Listed entries
──────
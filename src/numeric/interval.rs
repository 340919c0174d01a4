//! Midpoint-radius intervals over [`Real`].
//!
//! An `Interval` stands for every real within `rad` of `mid`. Midpoints
//! are rounded toward zero at the working precision and the rounding error
//! is folded into the radius; radius arithmetic always rounds up. The
//! enclosure is therefore sound at any precision, only its tightness
//! depends on the bit count.

use std::cmp::Ordering;
use std::fmt;
use std::ops::{Add, Mul, Neg, Sub};

use serde::{Deserialize, Serialize};

use super::real::{Real, Round};
use crate::error::{Error, Result};
use crate::precision::precision;

#[derive(Debug, Clone, Default, PartialEq, Serialize, Deserialize)]
pub struct Interval {
    mid: Real,
    rad: Real,
}

impl Interval {
    pub fn zero() -> Self {
        Self::default()
    }

    /// An interval with the given midpoint and radius. The radius is taken
    /// by absolute value, keeping the `rad >= 0` invariant unconditional.
    pub fn from_parts(mid: Real, rad: Real) -> Self {
        Interval {
            mid,
            rad: rad.abs(),
        }
    }

    /// A point interval (radius zero).
    pub fn exact(mid: Real) -> Self {
        Interval {
            mid,
            rad: Real::zero(),
        }
    }

    pub fn from_f64(mid: f64) -> Self {
        Self::exact(Real::from_f64(mid))
    }

    pub fn with_radius(mid: f64, rad: f64) -> Self {
        Self::from_parts(Real::from_f64(mid), Real::from_f64(rad))
    }

    pub fn from_i64(mid: i64) -> Self {
        Self::exact(Real::from_i64(mid))
    }

    /// Midpoint.
    pub fn val(&self) -> Real {
        self.mid.clone()
    }

    /// Radius.
    pub fn error(&self) -> Real {
        self.rad.clone()
    }

    pub fn set_zero(&mut self) {
        *self = Self::zero();
    }

    /// `|x|` in the arb sense: the midpoint's absolute value with the
    /// radius unchanged.
    pub fn abs(&self) -> Self {
        Interval {
            mid: self.mid.abs(),
            rad: self.rad.clone(),
        }
    }

    pub fn neg(&self) -> Self {
        Interval {
            mid: self.mid.neg(),
            rad: self.rad.clone(),
        }
    }

    /// True when the enclosure admits zero, i.e. `|mid| <= rad`.
    pub fn contains_zero(&self) -> bool {
        self.mid.cmp_abs(&self.rad) != Ordering::Greater
    }

    /// Upper bound of `|x|` over the enclosure, rounded up.
    pub fn abs_ubound(&self) -> Real {
        self.mid
            .abs()
            .add_exact(&self.rad)
            .round(precision(), Round::Up)
            .0
    }

    /// Lower bound of `|x|` over the enclosure, rounded down. Zero when
    /// the interval contains zero.
    pub fn abs_lbound(&self) -> Real {
        let lo = self.mid.abs().sub_exact(&self.rad);
        if lo.is_negative() {
            Real::zero()
        } else {
            lo.round(precision(), Round::Down).0
        }
    }

    pub fn add(&self, rhs: &Interval) -> Self {
        let p = precision();
        let (mid, inexact) = self.mid.add_exact(&rhs.mid).round(p, Round::Down);
        let mut rad = self.rad.add_exact(&rhs.rad);
        if inexact {
            rad = rad.add_exact(&mid.ulp());
        }
        Interval {
            rad: rad.round(p, Round::Up).0,
            mid,
        }
    }

    pub fn sub(&self, rhs: &Interval) -> Self {
        self.add(&rhs.neg())
    }

    pub fn mul(&self, rhs: &Interval) -> Self {
        let p = precision();
        let (mid, inexact) = self.mid.mul_exact(&rhs.mid).round(p, Round::Down);
        // |a| rb + |b| ra + ra rb, all exact before the final rounding.
        let mut rad = self
            .mid
            .abs()
            .mul_exact(&rhs.rad)
            .add_exact(&rhs.mid.abs().mul_exact(&self.rad))
            .add_exact(&self.rad.mul_exact(&rhs.rad));
        if inexact {
            rad = rad.add_exact(&mid.ulp());
        }
        Interval {
            rad: rad.round(p, Round::Up).0,
            mid,
        }
    }

    /// Quotient. Fails when the divisor may contain zero: no quotient
    /// enclosure exists in that case and the caller must treat it as a
    /// domain error, not retry.
    pub fn try_div(&self, rhs: &Interval) -> Result<Self> {
        if rhs.contains_zero() {
            return Err(Error::DivisorContainsZero);
        }
        Ok(self.mul(&rhs.inv()))
    }

    /// Reciprocal of an interval known not to contain zero.
    ///
    /// For `|m| > r >= 0` the exact range of `1/x` lies within
    /// `1/m ± r / (m (m - r))` (signs handled on the midpoint).
    fn inv(&self) -> Self {
        let p = precision();
        let m = self.mid.abs();
        let one = Real::from_i64(1);
        let (recip, inexact) = one.div_round(&m, p, Round::Down);
        let den = m.mul_exact(&m.sub_exact(&self.rad));
        let (mut rad, _) = self.rad.div_round(&den, p, Round::Up);
        if inexact {
            rad = rad.add_exact(&recip.ulp()).round(p, Round::Up).0;
        }
        let mid = if self.mid.is_negative() {
            recip.neg()
        } else {
            recip
        };
        Interval { mid, rad }
    }
}

impl Add for &Interval {
    type Output = Interval;
    fn add(self, rhs: &Interval) -> Interval {
        Interval::add(self, rhs)
    }
}

impl Sub for &Interval {
    type Output = Interval;
    fn sub(self, rhs: &Interval) -> Interval {
        Interval::sub(self, rhs)
    }
}

impl Mul for &Interval {
    type Output = Interval;
    fn mul(self, rhs: &Interval) -> Interval {
        Interval::mul(self, rhs)
    }
}

impl Neg for &Interval {
    type Output = Interval;
    fn neg(self) -> Interval {
        Interval::neg(self)
    }
}

impl fmt::Display for Interval {
    fn fmt(&self, f: &mut fmt::Formatter<'_>) -> fmt::Result {
        write!(f, "[{} +/- {}]", self.mid.to_f64(), self.rad.to_f64())
    }
}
──────
Work required
Nothing but the lines from the line with "fn inv(&self) ->" to the last line of the listing above should appear; please retype them exactly, both ends included.

Problem solution
    fn inv(&self) -> Self {
        let p = precision();
        let m = self.mid.abs();
        let one = Real::from_i64(1);
        let (recip, inexact) = one.div_round(&m, p, Round::Down);
        let den = m.mul_exact(&m.sub_exact(&self.rad));
        let (mut rad, _) = self.rad.div_round(&den, p, Round::Up);
        if inexact {
            rad = rad.add_exact(&recip.ulp()).round(p, Round::Up).0;
        }
        let mid = if self.mid.is_negative() {
            recip.neg()
        } else {
            recip
        };
        Interval { mid, rad }
    }
}

impl Add for &Interval {
    type Output = Interval;
    fn add(self, rhs: &Interval) -> Interval {
        Interval::add(self, rhs)
    }
}

impl Sub for &Interval {
    type Output = Interval;
    fn sub(self, rhs: &Interval) -> Interval {
        Interval::sub(self, rhs)
    }
}

impl Mul for &Interval {
    type Output = Interval;
    fn mul(self, rhs: &Interval) -> Interval {
        Interval::mul(self, rhs)
    }
}

impl Neg for &Interval {
    type Output = Interval;
    fn neg(self) -> Interval {
        Interval::neg(self)
    }
}

impl fmt::Display for Interval {
    fn fmt(&self, f: &mut fmt::Formatter<'_>) -> fmt::Result {
        write!(f, "[{} +/- {}]", self.mid.to_f64(), self.rad.to_f64())
    }
}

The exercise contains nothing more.